Date : 2016-08-15  | From :

Taiwan’s large plastics and rubber machinery industry has seen exports drop by more than 10 percent since the beginning of 2015, as the slowdown in mainland China has taken a significant toll on the sector.

While China’s difficulties were acting as a drag, it wasn’t all bad news — Taiwan’s industry reported a significant increase in plastics machinery exports to the United States, which officials attributed to strength in manufacturing there.

At an Aug. 12 news conference on the opening day of the Taipei Plas show, industry officials released statistics that point to struggles for Taiwan’s industry.

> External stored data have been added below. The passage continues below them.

//! In-memory lock store with key expiry.

use std::collections::HashMap;
use std::sync::{Arc, Mutex, MutexGuard};
use std::time::{Duration, Instant};

use async_trait::async_trait;
use tokio_util::sync::CancellationToken;

use super::{FakeConnection, FakeConnectionProxy, FakeError, FakeNetwork};
use crate::common::connection_args::ConnectionArgs;
use crate::redis::client::RedisConnectionBuilder;
use crate::redis::connection_args::LockSettings;
use crate::redis::lock_store::LockStore;

pub type LockProxy = FakeConnectionProxy<FakeLockStore>;
pub type LockBuilder = RedisConnectionBuilder<LockProxy>;

/// Lock timings short enough for unit tests.
pub fn quick_settings() -> LockSettings {
    LockSettings {
        acquire_timeout: Duration::from_secs(1),
        retry_wait_min: Duration::from_millis(5),
        retry_wait_max: Duration::from_millis(15),
        ttl: Duration::from_secs(5),
    }
}

pub fn lock_builder(store: &FakeLockStore, settings: LockSettings) -> LockBuilder {
    let args = ConnectionArgs::builder()
        .connection_retry_wait(Duration::from_millis(20))
        .operation_retry_wait(Duration::from_millis(20))
        .read_timeout(Duration::from_secs(2))
        .write_timeout(Duration::from_secs(2))
        .build();
    let owner = store.clone();
    let proxy = FakeConnectionProxy::with_opener(args, Arc::clone(store.network()), move |_| owner.clone());
    RedisConnectionBuilder::with_proxy(CancellationToken::new(), proxy, settings)
}

/// Key/value store shared by every connection opened on it.
#[derive(Clone)]
pub struct FakeLockStore {
    entries: Arc<Mutex<HashMap<String, (String, Instant)>>>,
    network: Arc<FakeNetwork>,
}

impl FakeLockStore {
    pub fn new() -> Self {
        Self {
            entries: Arc::new(Mutex::new(HashMap::new())),
            network: FakeNetwork::online(),
        }
    }

    pub fn network(&self) -> &Arc<FakeNetwork> {
        &self.network
    }

    fn entries(&self) -> MutexGuard<'_, HashMap<String, (String, Instant)>> {
        let mut entries = self.entries.lock().unwrap();
        let now = Instant::now();
        entries.retain(|_, (_, expires_at)| *expires_at > now);
        entries
    }

    pub fn value(&self, key: &str) -> Option<String> {
        self.entries().get(key).map(|(value, _)| value.clone())
    }

    /// Expires `key` now, as if its TTL had run out.
    pub fn expire(&self, key: &str) {
        self.entries().remove(key);
    }
}

impl Default for FakeLockStore {
    fn default() -> Self {
        Self::new()
    }
}

impl FakeConnection for FakeLockStore {}

// Mirrors ACQUIRE_LUA and RELEASE_LUA in redis/lock_store.rs; the tests
// there pin the script structure these two methods reproduce.
#[async_trait]
impl LockStore for FakeLockStore {
    type Error = FakeError;

    async fn acquire(&self, keys: &[String], token: &str, ttl: Duration) -> Result<bool, FakeError> {
        self.network.check()?;
        let mut entries = self.entries();
        if keys.iter().any(|key| entries.contains_key(key)) {
            return Ok(false);
        }
        let expires_at = Instant::now() + ttl;
        for key in keys {
            entries.insert(key.clone(), (token.to_string(), expires_at));
        }
        Ok(true)
    }

    async fn release(&self, keys: &[String], token: &str) -> Result<usize, FakeError> {
        self.network.check()?;
        let mut entries = self.entries();
        let mut released = 0;
        for key in keys {
            if entries.get(key).is_some_and(|(value, _)| value == token) {
                entries.remove(key);
                released += 1;
            }
        }
        Ok(released)
    }
}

Plastics and rubber machinery exports for 2015 fell more than 10 percent, to $1.12 billion, and that trend continued through the first half of this year, with exports down a further 11 percent from what was already a tough 2015.

But there is some early evidence that things are turning around.

Alan Wang, chairman of the plastics and rubber machinery committee of the Taiwan Association of Machinery Industry, said that based on recent orders, officials believe the second half of the year will bring the industry back to growth.

Beyond the drop in exports to mainland China, Wang said the industry has been hurt by problems in the electronics and computer manufacturing industries, which are significant customers for Taiwan’s plastics industry.

Exports to China, which is Taiwan’s largest market, plummeted 37 percent in 2015, to $222 million. That almost single-handedly accounted for Taiwan’s global drop last year.

Executives said Taiwanese manufacturers have been trying to diversify into other markets, including Southeast Asia. Vietnam is Taiwan’s second-largest plastics machinery export market, and shipments there rose 14 percent in 2015, to $122 million.

Larry Wei, chairman of Taiwanese blow molding equipment maker Fong Kee International Machinery Co. Ltd., saw a silver lining in increased exports to the United States, which was Taiwan’s third-largest market.

“This not only suggests the U.S. economy was on the mend, but indicates Taiwan’s plastics and rubber machinery had improved in terms of quality and functionality,” Wei said at the news conference.

Exports to the U.S. jumped 67 percent last year, to $83.5 million.

For other key markets, however, sales dropped. Exports to Taiwan’s fourth and fifth largest export markets, Indonesia and Thailand, each dropped more than 8 percent.

“Over the last two years, the global manufacturing business has suffered greatly from the economic downturn,” said Michael Wang, a vice chairman of TAMI’s plastics and rubber committee.

“The currency market has also become very volatile,” said Wang, who is also an executive in the Taiwan factory of Hong Kong-based machine maker Chen Hsong. “All of these have had a significant impact on Taiwan’s plastics and rubber machinery industry.”

According to TAMI statistics, Taiwan, which has a population roughly the same as Texas, is the sixth largest exporter of plastics and rubber machinery worldwide, behind Germany, China, Italy, Japan and the United States.